Interview: Navigating the Art Market Landscape with Clare McAndrew, Chief Analyst at Art Basel
Editor of Time.news (TN): Good afternoon, Clare. Thank you for joining us today. It seems the art market is experiencing some turbulence. Can you elaborate on the key findings from your recent survey with UBS that profiled high-net-worth individuals’ (HNWIs) attitudes towards art investment?
Clare McAndrew (CM): Good afternoon! It’s great to be here. Yes, our latest survey indicates a notable shift in the art market. While the overall impact of the pandemic on the art market was less severe than expected, we still observed a decline of about 4% in global sales last year, bringing it down to around $65 billion. The affluent art collectors are certainly feeling the pressure from external factors like inflation and geopolitical tensions.
TN: That’s indeed concerning. You mentioned the spending habits of affluent millennials in particular. What trends are you seeing there?

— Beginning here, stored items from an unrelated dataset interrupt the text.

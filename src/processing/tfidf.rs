//! TF-IDF vectorization and cosine similarity

use crate::error::ScoringError;
use crate::processing::text_processor::TextProcessor;
use std::collections::{BTreeMap, HashMap};

/// Term limit applied when fitting the vocabulary.
pub const DEFAULT_MAX_FEATURES: usize = 1000;

pub struct TfIdfVectorizer<'a> {
    processor: &'a TextProcessor,
    max_features: usize,
}

/// Fitted vocabulary plus one L2-normalized row per input document.
#[derive(Debug, Clone)]
pub struct TfIdfMatrix {
    pub vocabulary: Vec<String>,
    pub rows: Vec<Vec<f64>>,
}

impl<'a> TfIdfVectorizer<'a> {
    pub fn new(processor: &'a TextProcessor) -> Self {
        Self {
            processor,
            max_features: DEFAULT_MAX_FEATURES,
        }
    }

    pub fn with_max_features(mut self, max_features: usize) -> Self {
        self.max_features = max_features;
        self
    }

    /// Fit on `documents` and return their vectors.
    ///
    /// Terms are ranked by total count over the corpus, ties alphabetical,
    /// and cut at `max_features`. IDF is smoothed: `ln((1 + n) / (1 + df)) + 1`.
    pub fn fit_transform(&self, documents: &[&str]) -> Result<TfIdfMatrix, ScoringError> {
        let counts: Vec<HashMap<&str, usize>> = documents
            .iter()
            .map(|doc| {
                let mut tf = HashMap::new();
                for token in self.processor.tokenize(doc) {
                    *tf.entry(token).or_insert(0) += 1;
                }
                tf
            })
            .collect();

        // BTreeMap keeps terms alphabetical for tie-breaking below.
        let mut corpus_freq: BTreeMap<&str, (usize, usize)> = BTreeMap::new();
        for tf in &counts {
            for (term, count) in tf {
                let entry = corpus_freq.entry(*term).or_insert((0, 0));
                entry.0 += count;
                entry.1 += 1;
            }
        }

        if corpus_freq.is_empty() {
            return Err(ScoringError::EmptyVocabulary);
        }

        let mut ranked: Vec<(&str, usize, usize)> = corpus_freq
            .into_iter()
            .map(|(term, (freq, df))| (term, freq, df))
            .collect();
        // Stable sort keeps alphabetical order among equal frequencies.
        ranked.sort_by(|a, b| b.1.cmp(&a.1));
        ranked.truncate(self.max_features);
        ranked.sort_by(|a, b| a.0.cmp(b.0));

        let n_docs = documents.len() as f64;
        let idf: Vec<f64> = ranked
            .iter()
            .map(|(_, _, df)| ((1.0 + n_docs) / (1.0 + *df as f64)).ln() + 1.0)
            .collect();

        let rows = counts
            .iter()
            .map(|tf| {
                let mut row: Vec<f64> = ranked
                    .iter()
                    .zip(&idf)
                    .map(|((term, _, _), weight)| {
                        tf.get(term).copied().unwrap_or(0) as f64 * weight
                    })
                    .collect();
                l2_normalize(&mut row);
                row
            })
            .collect();

        Ok(TfIdfMatrix {
            vocabulary: ranked.into_iter().map(|(term, _, _)| term.to_string()).collect(),
            rows,
        })
    }
}

fn l2_normalize(row: &mut [f64]) {
    let norm = row.iter().map(|v| v * v).sum::<f64>().sqrt();
    if norm > 0.0 {
        row.iter_mut().for_each(|v| *v /= norm);
    }
}

/// Cosine similarity; zero when either vector is all zeros.
pub fn cosine_similarity(a: &[f64], b: &[f64]) -> f64 {
    let dot: f64 = a.iter().zip(b).map(|(x, y)| x * y).sum();
    let norm_a = a.iter().map(|v| v * v).sum::<f64>().sqrt();
    let norm_b = b.iter().map(|v| v * v).sum::<f64>().sqrt();

    if norm_a == 0.0 || norm_b == 0.0 {
        0.0
    } else {
        dot / (norm_a * norm_b)
    }
}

CM: The spending outlook for younger HNWIs is quite drastic. We anticipate a sharp decline in spending by around 50% for this demographic in 2023. This reflects a broader concern related to economic factors. Many affluent individuals are diversifying their investment portfolios and turning towards cheaper sectors, which impacts their willingness to spend on high-value art.
TN: Interesting. Now, it appears that paintings remain the most sought-after form of art among collectors. Why do you think that is?
CM: Paintings have a unique allure, and they comprise over three-quarters of art purchases. Their historical value, combined with the emotional connection that collectors often have with them, makes paintings a favored choice. Moreover, they often command higher prices at auctions and fairs, adding to their appeal as an investment.
TN: When it comes to auction houses, you mentioned a significant drop in their revenues. How do you think this trend will shape the future of art transactions?
CM: Yes, the major auction houses like Christie’s and Sotheby’s have seen revenues decline by over a quarter, which is still below pre-pandemic levels. This decline can alter the landscape of art transactions—buyers may start looking for alternative platforms or galleries for acquiring art. The market might also see a restructuring of how art is valued and sold in light of these challenges.
TN: Speaking of alternative platforms, do you think digital platforms and online sales will play a larger role in the art market moving forward?
CM: Absolutely, I think the pandemic accelerated the shift towards digital platforms, and many collectors appreciate the convenience they offer. As younger, tech-savvy collectors enter the scene, digital sales channels will likely expand and evolve to accommodate evolving buying trends.
TN: Looking ahead, what would you say are the main indicators we should watch for to gauge the recovery of the art market?
CM: Key indicators would include the general sentiment among HNWIs—especially regarding their spending plans for luxury items—and the performance of auction houses. A stabilization in geopolitical tensions and a favorable economic outlook could spark renewed confidence in high-level art investments.
TN: Thank you, Clare, for sharing your insights. It seems the art world is at a fascinating crossroads, and I’m excited to see how it evolves.
CM: Thank you for the opportunity to discuss these important trends. The resilience of the art market is truly remarkable, and I look forward to seeing how it adapts in the coming years.